Ahí está todo el asunto. El progreso no es sino alejarnos de la ley de la selva. No tanto como la plantea Kipling, sino en un sentido más brutalmente literal. La ley de la selva es hacer lo que se nos da la gana, satisfacer nuestros apetitos sin la menor reflexión y sobrevivir hasta que algo nos come. Si participamos del pool genético, cumplimos nuestra misión. Si no, adiós, besitos en el ADN.
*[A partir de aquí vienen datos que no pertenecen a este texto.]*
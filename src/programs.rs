//! Ready-made machines and the transition-authoring helpers used to express
//! them. The catalog currently holds the grade-school binary multiplier.

use crate::builder::TuringMachineBuilder;
use crate::machine::TuringMachine;
use crate::types::{Pattern, Shift, SingleTapeTransition, Symbol, TuringMachineError};

/// Tape index the multiplier machines leave their result on.
pub const OUTPUT_TAPE: usize = 1;

/// A tape paired with the direction its head moves across a word.
#[derive(Debug, Clone, Copy, PartialEq, Eq)]
pub struct TapeDirection {
    pub index: usize,
    pub shift: Shift,
}

impl TapeDirection {
    pub fn new(index: usize, shift: Shift) -> Self {
        Self { index, shift }
    }
}

/// Loops `state` onto itself while `tape` reads a binary digit, shifting the
/// head in the given direction. The word's terminating blank is left for the
/// caller's exit transition.
pub fn move_across_word(builder: &mut TuringMachineBuilder, state: usize, tape: TapeDirection) {
    builder.add_transition(
        state,
        state,
        &[(tape.index, Pattern::from([Symbol::Zero, Symbol::One]))],
        &[],
        &[(tape.index, tape.shift)],
    );
}

/// Copies the word under `from`'s head onto every tape in `to`, one digit per
/// step, until a blank is read.
///
/// A copy has to write whichever digit it matched, so one transition is
/// registered per binary symbol rather than expanding an `AnyOf` set (every
/// expansion of a set shares one write map).
pub fn copy_word(
    builder: &mut TuringMachineBuilder,
    state: usize,
    from: TapeDirection,
    to: &[TapeDirection],
) {
    for symbol in [Symbol::Zero, Symbol::One] {
        let writes: Vec<(usize, Symbol)> =
            to.iter().map(|tape| (tape.index, symbol)).collect();
        let mut shifts: Vec<(usize, Shift)> = vec![(from.index, from.shift)];
        shifts.extend(to.iter().map(|tape| (tape.index, tape.shift)));

        builder.add_transition(
            state,
            state,
            &[(from.index, Pattern::One(symbol))],
            &writes,
            &shifts,
        );
    }
}

/// Blanks out the word the head sits on, walking from the low bit leftward,
/// then steps off its left end into `end`.
pub fn erase_word(
    builder: &mut TuringMachineBuilder,
    start: usize,
    end: usize,
    tape_index: usize,
) {
    builder.add_transition(
        start,
        start,
        &[(tape_index, Pattern::from([Symbol::Zero, Symbol::One]))],
        &[(tape_index, Symbol::Blank)],
        &[(tape_index, Shift::Left)],
    );

    builder.add_single_tape_transition(
        start,
        end,
        tape_index,
        SingleTapeTransition::new(Some(Symbol::Blank), Some(Symbol::Blank), Some(Shift::Left)),
    );
}

/// Builds the grade-school binary multiplication machine.
///
/// The input tape carries both operands most-significant-bit first, separated
/// by one blank; the product ends up on tape [`OUTPUT_TAPE`] with the head
/// parked on its highest digit.
///
/// Four tapes: `input` holds the operands, `output` accumulates the product,
/// `arg1` keeps a working copy of the first operand, and `carry` is the
/// single-cell carry store of the ripple adder. The machine walks the input
/// head back to the first operand, copies it onto `arg1`, then consumes the
/// second operand bit by bit from the high end: every bit doubles the
/// accumulated product, and a 1-bit also adds `arg1` into it.
pub fn grade_school() -> Result<TuringMachine, TuringMachineError> {
    let mut builder = TuringMachineBuilder::new();

    let input = builder.get_or_create_tape_index("input");
    let output = builder.get_or_create_tape_index("output");
    let arg1 = builder.get_or_create_tape_index("arg1");
    let carry = builder.get_or_create_tape_index("carry");

    let start = builder.get_or_create_state("start", false);
    let rewind_arg2 = builder.get_or_create_state("rewind_arg2", false);
    let rewind_arg1 = builder.get_or_create_state("rewind_arg1", false);
    let copy_arg1 = builder.get_or_create_state("copy_arg1", false);
    let process_arg2 = builder.get_or_create_state("process_arg2", false);
    let append_zero = builder.get_or_create_state("append_zero", false);
    let add = builder.get_or_create_state("add", false);
    let align_sum = builder.get_or_create_state("align_sum", false);
    let rewind_sum = builder.get_or_create_state("rewind_sum", false);
    let reset_arg1 = builder.get_or_create_state("reset_arg1", false);
    let park = builder.get_or_create_state("park", false);
    let halt = builder.get_or_create_state("halt", true);

    builder.set_starting_state(start);

    // Loading leaves the input head just past the second operand; walk it
    // back over both operands to the leftmost bit of the first.
    builder.add_single_tape_transition(
        start,
        start,
        input,
        SingleTapeTransition::new(Some(Symbol::Blank), None, Some(Shift::Left)),
    );
    builder.add_transition(
        start,
        rewind_arg2,
        &[(input, Pattern::from([Symbol::Zero, Symbol::One]))],
        &[],
        &[],
    );

    move_across_word(&mut builder, rewind_arg2, TapeDirection::new(input, Shift::Left));
    builder.add_single_tape_transition(
        rewind_arg2,
        rewind_arg1,
        input,
        SingleTapeTransition::new(Some(Symbol::Blank), None, Some(Shift::Left)),
    );

    move_across_word(&mut builder, rewind_arg1, TapeDirection::new(input, Shift::Left));
    builder.add_single_tape_transition(
        rewind_arg1,
        copy_arg1,
        input,
        SingleTapeTransition::new(Some(Symbol::Blank), None, Some(Shift::Right)),
    );

    // Copy the first operand onto the arg1 tape. On the separator blank the
    // input head moves on to the second operand's leading bit, the arg1 head
    // steps back onto the low bit, and the carry cell is cleared.
    copy_word(
        &mut builder,
        copy_arg1,
        TapeDirection::new(input, Shift::Right),
        &[TapeDirection::new(arg1, Shift::Right)],
    );
    builder.add_transition(
        copy_arg1,
        process_arg2,
        &[(input, Pattern::One(Symbol::Blank))],
        &[(carry, Symbol::Zero)],
        &[(input, Shift::Right), (arg1, Shift::Left)],
    );

    // One multiplier bit per visit: a 0 doubles the accumulated product, a 1
    // doubles it and adds arg1. Both first extend the accumulator by one cell
    // on the low end.
    builder.add_transition(
        process_arg2,
        append_zero,
        &[(input, Pattern::One(Symbol::Zero))],
        &[],
        &[(output, Shift::Right)],
    );
    builder.add_transition(
        process_arg2,
        add,
        &[(input, Pattern::One(Symbol::One))],
        &[],
        &[(output, Shift::Right)],
    );
    builder.add_transition(
        process_arg2,
        park,
        &[(input, Pattern::One(Symbol::Blank))],
        &[],
        &[],
    );

    // Doubling writes an explicit low 0 so the accumulator stays one
    // contiguous run of digits.
    builder.add_transition(
        append_zero,
        process_arg2,
        &[(output, Pattern::One(Symbol::Blank))],
        &[(output, Symbol::Zero)],
        &[(input, Shift::Right)],
    );

    // Ripple-add arg1 into the accumulator, low bit to high: write the sum
    // bit, store the carry, march both heads left. An accumulator cell past
    // the word's high end reads blank and counts as 0.
    for output_bit in 0..=1u64 {
        for arg_bit in 0..=1u64 {
            for carry_bit in 0..=1u64 {
                let total = output_bit + arg_bit + carry_bit;
                let accumulator = if output_bit == 1 {
                    Pattern::One(Symbol::One)
                } else {
                    Pattern::from([Symbol::Blank, Symbol::Zero])
                };

                builder.add_transition(
                    add,
                    add,
                    &[
                        (output, accumulator),
                        (arg1, Pattern::One(Symbol::from_bit(arg_bit))),
                        (carry, Pattern::One(Symbol::from_bit(carry_bit))),
                    ],
                    &[
                        (output, Symbol::from_bit(total & 1)),
                        (carry, Symbol::from_bit(total >> 1)),
                    ],
                    &[(output, Shift::Left), (arg1, Shift::Left)],
                );
            }
        }
    }

    // arg1 exhausted: settle the carry. A pending carry over a 1 keeps
    // rippling left; otherwise it lands in the cell under the head and the
    // arg1 head turns around.
    builder.add_transition(
        add,
        align_sum,
        &[
            (arg1, Pattern::One(Symbol::Blank)),
            (carry, Pattern::One(Symbol::Zero)),
        ],
        &[],
        &[(arg1, Shift::Right)],
    );
    builder.add_transition(
        add,
        align_sum,
        &[
            (arg1, Pattern::One(Symbol::Blank)),
            (carry, Pattern::One(Symbol::One)),
            (output, Pattern::from([Symbol::Blank, Symbol::Zero])),
        ],
        &[(output, Symbol::One), (carry, Symbol::Zero)],
        &[(arg1, Shift::Right)],
    );
    builder.add_transition(
        add,
        add,
        &[
            (arg1, Pattern::One(Symbol::Blank)),
            (carry, Pattern::One(Symbol::One)),
            (output, Pattern::One(Symbol::One)),
        ],
        &[(output, Symbol::Zero)],
        &[(output, Shift::Left)],
    );

    // The addition may stop one cell left of the sum's high digit; step onto
    // a digit before walking back to the low end.
    builder.add_single_tape_transition(
        align_sum,
        rewind_sum,
        output,
        SingleTapeTransition::new(Some(Symbol::Blank), None, Some(Shift::Right)),
    );
    builder.add_transition(
        align_sum,
        rewind_sum,
        &[(output, Pattern::from([Symbol::Zero, Symbol::One]))],
        &[],
        &[],
    );

    move_across_word(&mut builder, rewind_sum, TapeDirection::new(output, Shift::Right));
    builder.add_single_tape_transition(
        rewind_sum,
        reset_arg1,
        output,
        SingleTapeTransition::new(Some(Symbol::Blank), None, Some(Shift::Left)),
    );

    move_across_word(&mut builder, reset_arg1, TapeDirection::new(arg1, Shift::Right));
    builder.add_transition(
        reset_arg1,
        process_arg2,
        &[(arg1, Pattern::One(Symbol::Blank))],
        &[],
        &[(arg1, Shift::Left), (input, Shift::Right)],
    );

    // All multiplier bits consumed: park the output head on the highest
    // digit of the product and halt.
    move_across_word(&mut builder, park, TapeDirection::new(output, Shift::Left));
    builder.add_single_tape_transition(
        park,
        halt,
        output,
        SingleTapeTransition::new(Some(Symbol::Blank), None, Some(Shift::Right)),
    );

    builder.create()
}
Teóricamente, no queremos eso. Somos humanos y aspiramos a más. Preferiríamos saldar nuestras diferencias sin violencia y ser movilizados por algo más que nuestros apetitos. Desde que existimos tenemos una vocación extravagante, la del arte, y más tarde, también la de las ciencias. Traducido: nos hemos alejado mucho de nuestros antepasados homínidos y nos mandamos la parte con nuestros Einstein y nuestros Van Gogh. Alejarnos es dejar de comportarnos como animales, y eso está cruzado por una enormidad de conductas cuyo valor es objetivo.
Solo un ejemplo: deberíamos tratar de no usar a los demás. Para nada. Con ningún fin. Se usan las cosas y las herramientas. No las personas. Ese es un valor. Y ese valor hoy está golpeado; el ombliguismo pragmático es flagrante. ¿Pero por qué es un valor? ¿Acaso porque es más ético? Nos perderíamos en un laberinto delicioso, si tomáramos ese camino. Hice la carrera de filosofía; me anoto. Pero no tenemos tiempo.
Es un valor porque nos aleja de la ley de la selva. Nos aleja de la ley de la selva porque le otorga a la persona humana el valor de toda la humanidad; se opone a cosificar. Piensen nada más en las virtudes cardinales (la templanza, la prudencia, la fortaleza, la justicia) y también en la simple cortesía, la solidaridad, el desapego y la valentía, a los que sumaría una pizca de austeridad (bueno, una cucharadita, mejor) y otra de sinceridad.
¿Cuál inversión? Esta, la de ser humanos y saber que no tenemos un manual de procedimientos. Salvo nuestros valores.